Malgré ces difficultés, j'ai pu aller au collège. Comme les professeurs étaient conscients de mes problèmes et que j'étais sérieux, ils essayaient de me noter surtout sur le fond. Mais cette réussite s'est faite au détriment du temps de loisir. En effet, je n'avais pas le temps de m'amuser. Après la classe, c'était l'orthophoniste et le psychiatre. Les week-ends étaient souvent très occupés à cause de cela. Mais ce qui m'a sauvé, c'était surtout la volonté de réussir malgré mes difficultés et une forte relation entre les professeurs et l'orthophoniste qui m'a soutenu. Je n'ai pas eu vraiment d'enfance dans le sens de m'amuser. Mais je suis tout à fait conscient que c'était le prix à payer pour m'en sortir et éviter de sortir du système.
Le collège
Au collège, c'est là que les progrès ont commencé à être sensibles. Ils ont pu se faire grâce à ma conscience de mes problèmes. Les plus fortes difficultés étaient dans les domaines littéraires (principalement en langue). La bête noire pour moi était les langues et tout ce qui était rattaché à la rédaction, à l'expression, à la grammaire et à l'orthographe. Quand je parlais, j'arrivais à voir mes difficultés mais le problème était de les corriger ! Dans les devoirs, je m'énervais très souvent sur ma copie du fait de la difficulté du "comment le dire ?". Je savais quoi dire mais je ne savais pas le formuler. Par moment c'était assez déprimant. En effet, dans toutes les lignes, on ne lisait que " mal dit " ou les réactions négatives de certains professeurs. Il fallait souvent être meilleur que les autres pour compenser les pertes de points dues à ces problèmes de langage. Par contre, les relations sociales étaient toujours aussi catastrophiques. Mais j'ai pu continuer à bien progresser jusqu'à l'âge de 16 ans
Aujourd’hui
Maintenant, la plupart de mes troubles ont diminué, même si par moment ils reviennent. Bref, comme disait mon orthophoniste, je " conserverai toujours quelques éléments de la dysphasie ". On peut toujours atténuer les effets au minimum mais jamais les supprimer. J'ai toujours des difficultés à structurer mes phrases en français et surtout dans les langues étrangères. Lors d'une rédaction, je suis beaucoup plus long car je dois toujours remettre en cause ce que j'écris (sur la forme). Mais le plus difficile reste toujours l'oral du fait que je dois penser beaucoup de choses à la fois (penser à articuler et parler lentement, se poser les questions pour éviter les fautes de grammaire ou de structures de la phrase, etc ). Et quand j'oublie ces choses, je deviens encore assez incompréhensible (d'après ce que j'entends dire). Malgré ce handicap, j'ai pu faire une réussite scolaire. A la fois mes parents, mon orthophoniste et mes anciens professeurs n'en reviennent toujours pas. A cause de cette enfance, j'ai encore des difficultés à avoir des relations avec les autres.

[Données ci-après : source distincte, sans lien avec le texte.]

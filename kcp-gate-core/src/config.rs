//! Configuration types for the KCP core protocol engine

use crate::error::{KcpCoreError, KcpCoreResult};
use crate::protocol::constants;

/// Named latency/bandwidth trade-offs.
#[derive(Debug, Clone, Copy, PartialEq, Eq, Default)]
pub enum DelayMode {
    /// Conservative: 40 ms flush, no fast resend, congestion control on.
    #[default]
    Normal,
    /// 30 ms flush, fast resend after 2 skips, no congestion window.
    Fast,
    /// No-delay RTO, 20 ms flush.
    Fast2,
    /// No-delay RTO, 10 ms flush.
    Fast3,
}

/// Node delay configuration for different performance modes
#[derive(Debug, Clone, PartialEq, Eq)]
pub struct NodeDelayConfig {
    /// Enable no-delay mode (lower minimum RTO, gentler backoff)
    pub nodelay: bool,
    /// Internal update interval in milliseconds
    pub interval: u32,
    /// Fast resend threshold, 0 disables fast resend
    pub resend: u32,
    /// Disable congestion control
    pub no_congestion_control: bool,
}

impl NodeDelayConfig {
    pub fn normal() -> Self {
        Self::custom(false, 40, 0, false)
    }

    pub fn fast() -> Self {
        Self::custom(false, 30, 2, true)
    }

    pub fn fast2() -> Self {
        Self::custom(true, 20, 2, true)
    }

    pub fn fast3() -> Self {
        Self::custom(true, 10, 2, true)
    }

    /// Custom configuration
    pub fn custom(nodelay: bool, interval: u32, resend: u32, no_congestion_control: bool) -> Self {
        Self {
            nodelay,
            interval,
            resend,
            no_congestion_control,
        }
    }

    /// Minimum RTO implied by the no-delay flag.
    pub fn min_rto(&self) -> u32 {
        if self.nodelay {
            constants::IKCP_RTO_NDL
        } else {
            constants::IKCP_RTO_MIN
        }
    }
}

impl From<DelayMode> for NodeDelayConfig {
    fn from(mode: DelayMode) -> Self {
        match mode {
            DelayMode::Normal => Self::normal(),
            DelayMode::Fast => Self::fast(),
            DelayMode::Fast2 => Self::fast2(),
            DelayMode::Fast3 => Self::fast3(),
        }
    }
}

impl Default for NodeDelayConfig {
    fn default() -> Self {
        Self::normal()
    }
}

/// Protocol-only configuration for the KCP engine.
///
/// Contains only the fields the engine reads; no transport or I/O settings.
#[derive(Debug, Clone)]
pub struct KcpCoreConfig {
    /// Maximum transmission unit, reserved bytes included
    pub mtu: u32,
    /// Send window size in segments
    pub snd_wnd: u32,
    /// Receive window size in segments, raised to at least `IKCP_WND_RCV`
    pub rcv_wnd: u32,
    /// Node delay configuration
    pub nodelay: NodeDelayConfig,
    /// Bytes left free at the start of every datagram
    pub reserved: u32,
    /// Transmissions of a single segment before the link is declared dead
    pub dead_link: u32,
    /// Fast retransmissions allowed per segment, 0 means unlimited
    pub fast_limit: u32,
}

impl Default for KcpCoreConfig {
    fn default() -> Self {
        Self {
            mtu: constants::IKCP_MTU_DEF,
            snd_wnd: constants::IKCP_WND_SND,
            rcv_wnd: constants::IKCP_WND_RCV,
            nodelay: NodeDelayConfig::normal(),
            reserved: 0,
            dead_link: constants::IKCP_DEADLINK,
            fast_limit: constants::IKCP_FASTACK_LIMIT,
        }
    }
}

impl KcpCoreConfig {
    pub fn validate(&self) -> KcpCoreResult<()> {
        if !(constants::IKCP_MTU_MIN..=constants::IKCP_MTU_MAX).contains(&self.mtu) {
            return Err(KcpCoreError::config(format!(
                "MTU must be between {} and {}",
                constants::IKCP_MTU_MIN,
                constants::IKCP_MTU_MAX
            )));
        }
        if self.reserved + 1 >= self.mtu - constants::IKCP_OVERHEAD {
            return Err(KcpCoreError::config(
                "Reserved bytes must leave room for at least one payload byte",
            ));
        }
        if self.snd_wnd == 0 || self.rcv_wnd == 0 {
            return Err(KcpCoreError::config("Window sizes must be greater than 0"));
        }
        if self.nodelay.interval == 0 {
            return Err(KcpCoreError::config("Update interval must be greater than 0"));
        }
        if self.dead_link == 0 {
            return Err(KcpCoreError::config("Dead link threshold must be greater than 0"));
        }
        Ok(())
    }

    /// Maximum payload bytes per segment.
    pub fn mss(&self) -> u32 {
        self.mtu - constants::IKCP_OVERHEAD - self.reserved
    }
}

#[cfg(test)]
mod tests {
    use super::*;

    #[test]
    fn test_presets() {
        let normal = NodeDelayConfig::from(DelayMode::Normal);
        assert!(!normal.nodelay);
        assert_eq!(normal.min_rto(), constants::IKCP_RTO_MIN);

        let fast3 = NodeDelayConfig::from(DelayMode::Fast3);
        assert!(fast3.nodelay);
        assert_eq!(fast3.interval, 10);
        assert_eq!(fast3.resend, 2);
        assert_eq!(fast3.min_rto(), constants::IKCP_RTO_NDL);
    }

    #[test]
    fn test_validate() {
        let config = KcpCoreConfig::default();
        assert!(config.validate().is_ok());
        assert_eq!(config.mss(), 1176);

        let config = KcpCoreConfig {
            mtu: 49,
            ..Default::default()
        };
        assert!(config.validate().is_err());

        let config = KcpCoreConfig {
            mtu: 100,
            reserved: 75,
            ..Default::default()
        };
        assert!(config.validate().is_err());

        let config = KcpCoreConfig {
            mtu: 100,
            reserved: 74,
            ..Default::default()
        };
        assert!(config.validate().is_ok());
        assert_eq!(config.mss(), 2);
    }
}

Si je dois résumer, la clé de la réussite est surtout fondée sur les relations : Parents - Orthophoniste - Professeurs - Psychiatre.
S'il n'y avait pas eu cette relation et ces gens supers, je serai peut-être à l'école pour retardé mental ou je me serais au mieux arrêté en primaire. Mais grâce aux associations, on peut savoir que les enfants dysphasiques sont des enfants avec une intelligence normale. Quand mon orthophoniste m'a dit que j'étais dysphasique, je pensais que c'était une " maladie " typique à moi. Or, je me suis rendu compte que non.